Ofereci um poema a (ou à) Helena.

b)   Antes de pronome possessivo.
Dirigiu a palavra a (ou à) nossa secretária.

c)    Depois de até.
Renato caminhou até a (ou à) porta.

d)   Com as locuções que indicam meio ou instrumento.
O bandido foi morto a (ou à) bala.

A crase e os pronomes demonstrativos
Usa-se a crase nos seguintes casos:
a)    Quando o pronome demonstrativo aquele e suas flexões completarem o sentido de um verbo ou nome que exija preposição.
Entregou o prêmio àquele aluno.
Chegou àquela região castigada pela seca.
Prefiro isso àquilo.

b)   No a que precede os pronomes que, quem, qual, e quais, quando o verbo ou o nome exigir preposição. Isto pode ser verificado substituindo-se o antecedente por uma palavra masculina. Se o a se transformar em ao, haverá crase.
A situação em que me encontro é semelhante à que superaste.
(O impasse em que me encontro é semelhante ao que superaste.)
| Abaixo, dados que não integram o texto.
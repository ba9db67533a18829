//! Channel decorator that records the client-bound stream.
//!
//! Every write is appended to the capture as a ttyrec record before being
//! handed to the wrapped channel. Reads and requests pass straight through,
//! so only what the target sends towards the client is recorded.
//!
//! Recording is best-effort: once the capture file is open, failures to
//! write it are logged and swallowed, and the relayed bytes are unaffected.

use std::fmt::Display;
use std::io;
use std::path::{Path, PathBuf};
use std::sync::atomic::{AtomicBool, AtomicU64, Ordering};

use log::{debug, info, trace, warn};
use tokio::fs::{File, OpenOptions};
use tokio::io::AsyncWriteExt;
use tokio::sync::Mutex;

use super::ttyrec::{encode_header, RecordTime, HEADER_LEN};
use crate::endpoint::channel::SessionChannel;
use crate::error_handling::types::{CaptureError, ChannelError};

struct CaptureSink {
    file: File,
    /// Timestamp of the previous record; keeps the capture monotonic when
    /// the wall clock steps back.
    last: RecordTime,
}

pub struct RecordingChannel<C> {
    inner: C,
    path: PathBuf,
    sink: Mutex<Option<CaptureSink>>,
    records: AtomicU64,
    bytes: AtomicU64,
    sink_failed: AtomicBool,
}

/// Creates (or truncates) the capture file at `path` with permission bits
/// `mode`.
pub async fn open_capture<P: AsRef<Path>>(path: P, mode: u32) -> Result<File, CaptureError> {
    let path = path.as_ref();

    let mut options = OpenOptions::new();
    options.write(true).create(true).truncate(true);
    #[cfg(unix)]
    options.mode(mode);
    #[cfg(not(unix))]
    let _ = mode;

    let file = options.open(path).await.map_err(CaptureError::OpenFailed)?;
    info!("Recording session output to {}", path.display());
    Ok(file)
}

impl<C: SessionChannel> RecordingChannel<C> {
    /// Wraps `inner`, opening the capture file at `path`.
    pub async fn create<P: AsRef<Path>>(inner: C, path: P, mode: u32) -> Result<Self, CaptureError> {
        let file = open_capture(path.as_ref(), mode).await?;
        Ok(Self::new(inner, file, path.as_ref().to_path_buf()))
    }

    /// Wraps `inner` around an already opened capture file.
    pub fn new(inner: C, capture: File, path: PathBuf) -> Self {
        Self {
            inner,
            path,
            sink: Mutex::new(Some(CaptureSink {
                file: capture,
                last: RecordTime { sec: 0, usec: 0 },
            })),
            records: AtomicU64::new(0),
            bytes: AtomicU64::new(0),
            sink_failed: AtomicBool::new(false),
        }
    }

    pub fn inner(&self) -> &C {
        &self.inner
    }

    pub fn path(&self) -> &Path {
        &self.path
    }

    pub fn records_written(&self) -> u64 {
        self.records.load(Ordering::Relaxed)
    }

    pub fn bytes_recorded(&self) -> u64 {
        self.bytes.load(Ordering::Relaxed)
    }

    async fn record(&self, data: &[u8]) {
        let Ok(len) = u32::try_from(data.len()) else {
            self.sink_failure(format!("{} byte write exceeds the record length field", data.len()));
            return;
        };

        let mut guard = self.sink.lock().await;
        let Some(sink) = guard.as_mut() else {
            trace!("capture {} already closed, write not recorded", self.path.display());
            return;
        };

        let time = RecordTime::now().max(sink.last);
        sink.last = time;

        let mut frame = Vec::with_capacity(HEADER_LEN + data.len());
        frame.extend_from_slice(&encode_header(time, len));
        frame.extend_from_slice(data);

        let written = match sink.file.write_all(&frame).await {
            Ok(()) => sink.file.flush().await,
            Err(e) => Err(e),
        };

        match written {
            Ok(()) => {
                self.records.fetch_add(1, Ordering::Relaxed);
                self.bytes.fetch_add(u64::from(len), Ordering::Relaxed);
            }
            Err(e) => self.sink_failure(e),
        }
    }

    fn sink_failure(&self, reason: impl Display) {
        if self.sink_failed.swap(true, Ordering::Relaxed) {
            trace!("capture {} write failed: {}", self.path.display(), reason);
        } else {
            warn!(
                "Capture {} write failed, output is no longer fully recorded: {}",
                self.path.display(),
                reason
            );
        }
    }
}

impl<C: SessionChannel> SessionChannel for RecordingChannel<C> {
    async fn read(&self, buf: &mut [u8]) -> io::Result<usize> {
        self.inner.read(buf).await
    }

    async fn write(&self, buf: &[u8]) -> io::Result<usize> {
        self.record(buf).await;
        self.inner.write(buf).await
    }

    async fn close(&self) -> io::Result<()> {
        let sink = self.sink.lock().await.take();
        if let Some(mut sink) = sink {
            if let Err(e) = sink.file.flush().await {
                debug!("flushing capture {} on close failed: {}", self.path.display(), e);
            }
            info!(
                "Capture {} closed: {} records, {} bytes",
                self.path.display(),
                self.records_written(),
                self.bytes_recorded()
            );
        }
        self.inner.close().await
    }

    async fn send_request(
        &self,
        req_type: &str,
        want_reply: bool,
        payload: &[u8],
    ) -> Result<bool, ChannelError> {
        self.inner.send_request(req_type, want_reply, payload).await
    }
}

#[cfg(test)]
mod tests {
    use super::*;
    use crate::data_capture::ttyrec::read_capture;
    use crate::endpoint::memory::{pair, MemoryChannel};
    use tempfile::TempDir;

    async fn read_exact(channel: &MemoryChannel, len: usize) -> Vec<u8> {
        let mut out = Vec::new();
        let mut buf = [0u8; 1024];
        while out.len() < len {
            let n = channel.read(&mut buf).await.expect("read");
            assert!(n > 0, "unexpected EOF");
            out.extend_from_slice(&buf[..n]);
        }
        out
    }

    #[tokio::test]
    async fn test_writes_are_transparent_and_recorded() {
        let _ = env_logger::builder().is_test(true).try_init();
        let dir = TempDir::new().unwrap();
        let path = dir.path().join("capture.ttyrec");
        let (near, far) = pair();

        let recording = RecordingChannel::create(near.channel, &path, 0o640)
            .await
            .expect("capture opens");

        let chunks: [&[u8]; 4] = [b"a.txt\n", b"", &[0u8, 255, 10, 13], b"b.txt\n"];
        for chunk in chunks {
            assert_eq!(recording.write(chunk).await.unwrap(), chunk.len());
        }

        assert_eq!(read_exact(&far.channel, 16).await, b"a.txt\n\x00\xff\n\rb.txt\n");
        assert_eq!(recording.records_written(), 4);
        assert_eq!(recording.bytes_recorded(), 16);

        recording.close().await.unwrap();
        let records = read_capture(&path).await.unwrap();
        let payloads: Vec<&[u8]> = records.iter().map(|r| r.payload.as_slice()).collect();
        assert_eq!(payloads, chunks.to_vec());
        assert!(records.windows(2).all(|w| w[0].time <= w[1].time));
    }

    #[tokio::test]
    async fn test_create_truncates_previous_capture() {
        let dir = TempDir::new().unwrap();
        let path = dir.path().join("capture.ttyrec");
        std::fs::write(&path, b"stale bytes from an earlier session").unwrap();

        let (near, _far) = pair();
        let recording = RecordingChannel::create(near.channel, &path, 0o640).await.unwrap();
        recording.close().await.unwrap();

        assert_eq!(std::fs::metadata(&path).unwrap().len(), 0);
    }

    #[cfg(unix)]
    #[tokio::test]
    async fn test_capture_mode() {
        use std::os::unix::fs::PermissionsExt;

        let dir = TempDir::new().unwrap();
        let path = dir.path().join("capture.ttyrec");
        let (near, _far) = pair();
        let recording = RecordingChannel::create(near.channel, &path, 0o640).await.unwrap();
        recording.close().await.unwrap();

        let mode = std::fs::metadata(&path).unwrap().permissions().mode() & 0o777;
        assert_eq!(mode & !0o640, 0, "unexpected mode {:o}", mode);
    }

    #[tokio::test]
    async fn test_open_failure() {
        let (near, _far) = pair();
        let result =
            RecordingChannel::create(near.channel, "/nonexistent/dir/session.ttyrec", 0o640).await;
        assert!(matches!(result, Err(CaptureError::OpenFailed(_))));
    }

    #[tokio::test]
    async fn test_reads_pass_through_unrecorded() {
        let dir = TempDir::new().unwrap();
        let path = dir.path().join("capture.ttyrec");
        let (near, far) = pair();
        let recording = RecordingChannel::create(near.channel, &path, 0o640).await.unwrap();

        far.channel.write(b"ls\n").await.unwrap();
        let mut buf = [0u8; 8];
        let n = recording.read(&mut buf).await.unwrap();
        assert_eq!(&buf[..n], b"ls\n");

        recording.close().await.unwrap();
        assert!(read_capture(&path).await.unwrap().is_empty());
    }

    #[tokio::test]
    async fn test_close_closes_sink_then_inner() {
        let dir = TempDir::new().unwrap();
        let path = dir.path().join("capture.ttyrec");
        let (near, far) = pair();
        let recording = RecordingChannel::create(near.channel, &path, 0o640).await.unwrap();

        recording.write(b"bye").await.unwrap();
        recording.close().await.unwrap();
        assert!(recording.inner().is_closed());

        // Late writes reach neither the capture nor the peer.
        assert!(recording.write(b"late").await.is_err());
        let records = read_capture(&path).await.unwrap();
        assert_eq!(records.len(), 1);
        assert_eq!(records[0].payload, b"bye");
        assert_eq!(read_exact(&far.channel, 3).await, b"bye");
    }

    #[cfg(target_os = "linux")]
    #[tokio::test]
    async fn test_sink_failure_does_not_break_relay() {
        let (near, far) = pair();
        let Ok(recording) = RecordingChannel::create(near.channel, "/dev/full", 0o640).await else {
            return;
        };

        assert_eq!(recording.write(b"still delivered").await.unwrap(), 15);
        assert_eq!(recording.write(b"!").await.unwrap(), 1);
        assert_eq!(read_exact(&far.channel, 16).await, b"still delivered!");
        assert_eq!(recording.records_written(), 0);
        recording.close().await.unwrap();
    }
}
A posição à qual aspiro depende de muitos esforços.
(O cargo ao qual aspiro depende de muitos esforços.)

Crase nas locuções
a)    Adverbiais: às cegas, às claras, às escondidas, à toa, às pressas, às vezes, à esquerda, à direita, à força, à tarde, à noite.
Partiu às pressas.
Faz tudo às claras.
O ônibus virou à esquerda.
Deu tiros às cegas.
Mariana chegará à noite.

b)   Prepositivas: à roda de, à beira de, à espera de, à vista de, à falta de, à guisa de.
Encontrei-o à beira da falência.
Permaneceu à espera de outra chamada.
Escreveu um texto à guisa de apresentação.
As crianças morrem à vista do mundo.

c)    Conjuntivas: à medida que, à proporção que.
À medida que anoitecia, aumentava-lhe o medo.
Entusiasmava-se à proporção que falava.

Observação
Usa-se o acento grave indicador de crase nas locuções em que se pode fazer a correlação a ― na:
            À saída do teatro. (= Na saída)
            Quem ousaria incomodá-lo àquela hora? (= naquela hora)


Fonte:
CEGALLA, Domingos Paschoal. Novíssima gramática da língua portuguesa. 45ª ed. São Paulo: Companhia Editora Nacional, 2002.
MAIA, João Domingues. Português. 7ª ed. São Paulo: Ática, 2000.